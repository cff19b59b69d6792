// SPDX-License-Identifier: BUSL-1.1
// Copyright (c) 2026 Alfred Jean LLC

//! The build record and its nested types (§3).

use serde::{Deserialize, Serialize};

use crate::id::BuildId;

/// `R.state` (§3). `{done, failed, canceled}` is the terminal set.
#[derive(Debug, Clone, Copy, PartialEq, Eq, Serialize, Deserialize)]
#[serde(rename_all = "snake_case")]
pub enum BuildState {
    Queued,
    Running,
    Done,
    Failed,
    Canceled,
}

impl BuildState {
    pub fn is_terminal(self) -> bool {
        matches!(self, BuildState::Done | BuildState::Failed | BuildState::Canceled)
    }
}

/// Step label recorded on the build and in each `phase_events` entry.
#[derive(Debug, Clone, Copy, PartialEq, Eq, Serialize, Deserialize)]
#[serde(rename_all = "snake_case")]
pub enum Phase {
    Queued,
    Starting,
    Validating,
    ResolvingProfile,
    Preparing,
    Building,
    CollectingArtifacts,
    Finalizing,
    Done,
    Failed,
    Canceled,
}

/// One entry of the append-only, 64-capped `phase_events` history.
#[derive(Debug, Clone, PartialEq, Eq, Serialize, Deserialize)]
pub struct PhaseEvent {
    pub at: String,
    pub phase: Phase,
    pub progress: u8,
    #[serde(skip_serializing_if = "Option::is_none")]
    pub message: Option<String>,
}

/// Maximum number of retained `phase_events` entries (§3).
pub const PHASE_EVENTS_CAP: usize = 64;

/// Maximum number of characters retained in each log tail (§3).
pub const LOG_TAIL_CAP: usize = 32_000;

/// Default `limit` for `get_build_logs` (§4.3).
pub const DEFAULT_LOG_VIEW_LIMIT: usize = 20_000;

/// `R.logs` (§3): bounded tails plus the paths of the full log files on disk.
#[derive(Debug, Clone, Default, PartialEq, Eq, Serialize, Deserialize)]
pub struct BuildLogs {
    #[serde(skip_serializing_if = "Option::is_none")]
    pub stdout_path: Option<String>,
    #[serde(skip_serializing_if = "Option::is_none")]
    pub stderr_path: Option<String>,
    #[serde(default)]
    pub stdout_tail: String,
    #[serde(default)]
    pub stderr_tail: String,
    #[serde(skip_serializing_if = "Option::is_none")]
    pub updated_at: Option<String>,
}

impl BuildLogs {
    /// Appends to a tail, keeping only the last [`LOG_TAIL_CAP`] characters.
    pub fn push_stdout(&mut self, chunk: &str) {
        push_capped(&mut self.stdout_tail, chunk);
    }

    /// Appends to a tail, keeping only the last [`LOG_TAIL_CAP`] characters.
    pub fn push_stderr(&mut self, chunk: &str) {
        push_capped(&mut self.stderr_tail, chunk);
    }
}

fn push_capped(tail: &mut String, chunk: &str) {
    tail.push_str(chunk);
    if tail.chars().count() > LOG_TAIL_CAP {
        let drop = tail.chars().count() - LOG_TAIL_CAP;
        let byte_idx = tail
            .char_indices()
            .nth(drop)
            .map(|(i, _)| i)
            .unwrap_or(tail.len());
        tail.drain(..byte_idx);
    }
}

/// Kind of artifact produced by a successful build.
#[derive(Debug, Clone, Copy, PartialEq, Eq, Serialize, Deserialize)]
#[serde(rename_all = "snake_case")]
pub enum ArtifactType {
    Firmware,
    Metadata,
}

/// Role of an artifact within `result.artifacts`; exactly one must be `Primary`.
#[derive(Debug, Clone, Copy, PartialEq, Eq, Serialize, Deserialize)]
#[serde(rename_all = "snake_case")]
pub enum ArtifactRole {
    Primary,
    Optional,
    Checksum,
    Manifest,
}

/// One produced file, as recorded under `result.artifacts`.
#[derive(Debug, Clone, PartialEq, Eq, Serialize, Deserialize)]
pub struct Artifact {
    pub id: String,
    pub name: String,
    pub path: String,
    pub size: u64,
    #[serde(rename = "type")]
    pub kind: ArtifactType,
    pub role: ArtifactRole,
}

/// `R.result`: present iff `state = done`.
#[derive(Debug, Clone, Default, PartialEq, Eq, Serialize, Deserialize)]
pub struct BuildResult {
    pub artifacts: Vec<Artifact>,
}

impl BuildResult {
    /// `len(artifacts) >= 1` and exactly one `role = primary` (§3 invariant).
    pub fn is_well_formed(&self) -> bool {
        !self.artifacts.is_empty()
            && self
                .artifacts
                .iter()
                .filter(|a| a.role == ArtifactRole::Primary)
                .count()
                == 1
    }
}

fn default_output_images() -> Vec<OutputImage> {
    vec![OutputImage::Sysupgrade]
}

/// `sysupgrade` or `factory` image kind.
#[derive(Debug, Clone, Copy, PartialEq, Eq, Hash, Serialize, Deserialize)]
#[serde(rename_all = "snake_case")]
pub enum OutputImage {
    Sysupgrade,
    Factory,
}

impl OutputImage {
    pub fn as_str(self) -> &'static str {
        match self {
            OutputImage::Sysupgrade => "sysupgrade",
            OutputImage::Factory => "factory",
        }
    }
}

/// `request.options` (§6).
#[derive(Debug, Clone, PartialEq, Eq, Serialize, Deserialize)]
pub struct BuildOptions {
    #[serde(default)]
    pub force_rebuild: bool,
    #[serde(default)]
    pub debug: bool,
    #[serde(default = "default_output_images")]
    pub output_images: Vec<OutputImage>,
}

impl Default for BuildOptions {
    fn default() -> Self {
        Self {
            force_rebuild: false,
            debug: false,
            output_images: default_output_images(),
        }
    }
}

/// The original build request (§6), embedded verbatim in the record.
#[derive(Debug, Clone, PartialEq, Eq, Serialize, Deserialize)]
pub struct BuildRequest {
    pub profile_id: String,
    pub platform: String,
    pub target: String,
    pub subtarget: String,
    pub version: String,
    #[serde(default)]
    pub options: BuildOptions,
}

impl BuildRequest {
    /// A deep copy with `options.force_rebuild` forced to `false`, used as
    /// the cache-identity fingerprint (§4.3). `force_rebuild` itself is not
    /// part of cache identity.
    pub fn normalized_fingerprint(&self) -> BuildRequest {
        let mut copy = self.clone();
        copy.options.force_rebuild = false;
        copy
    }
}

/// One persisted build document (§3).
#[derive(Debug, Clone, Serialize, Deserialize)]
pub struct BuildRecord {
    pub build_id: BuildId,
    pub state: BuildState,
    pub created_at: String,
    pub updated_at: String,
    pub progress: u8,
    #[serde(default)]
    pub message: Option<String>,
    #[serde(default)]
    pub phase: Option<Phase>,
    #[serde(default)]
    pub phase_events: Vec<PhaseEvent>,
    #[serde(default)]
    pub logs: Option<BuildLogs>,
    pub request: BuildRequest,
    #[serde(default)]
    pub result: Option<BuildResult>,
    #[serde(default)]
    pub cancel_requested: bool,
    #[serde(default)]
    pub runner_pid: Option<u32>,
}

impl BuildRecord {
    /// Appends a phase event, dropping the oldest entry if it would exceed
    /// [`PHASE_EVENTS_CAP`] (§4.6 step 8, §8 invariant 5).
    pub fn push_phase_event(&mut self, event: PhaseEvent) {
        self.phase_events.push(event);
        if self.phase_events.len() > PHASE_EVENTS_CAP {
            let drop = self.phase_events.len() - PHASE_EVENTS_CAP;
            self.phase_events.drain(..drop);
        }
    }

    /// Whether this record currently satisfies the invariants in §8 that are
    /// cheap to check in-process (used defensively by registry list/get).
    pub fn is_well_formed(&self) -> bool {
        if self.state == BuildState::Done {
            let Some(result) = &self.result else {
                return false;
            };
            if !result.is_well_formed() || self.progress != 100 {
                return false;
            }
        }
        if matches!(
            self.state,
            BuildState::Done | BuildState::Failed | BuildState::Canceled | BuildState::Queued
        ) && self.runner_pid.is_some()
        {
            return false;
        }
        self.phase_events.len() <= PHASE_EVENTS_CAP
    }
}

#[cfg(test)]
#[path = "record_tests.rs"]
mod tests;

##########

* [TASK DESCRIPTION]:
Return only and exactly the lines from the one that contains "self.phase_events.len() <= PHASE_EVENTS_CAP" through the final line of the material above.

* [RESULT OF THIS EXERCISE]:
        self.phase_events.len() <= PHASE_EVENTS_CAP
    }
}

#[cfg(test)]
#[path = "record_tests.rs"]
mod tests;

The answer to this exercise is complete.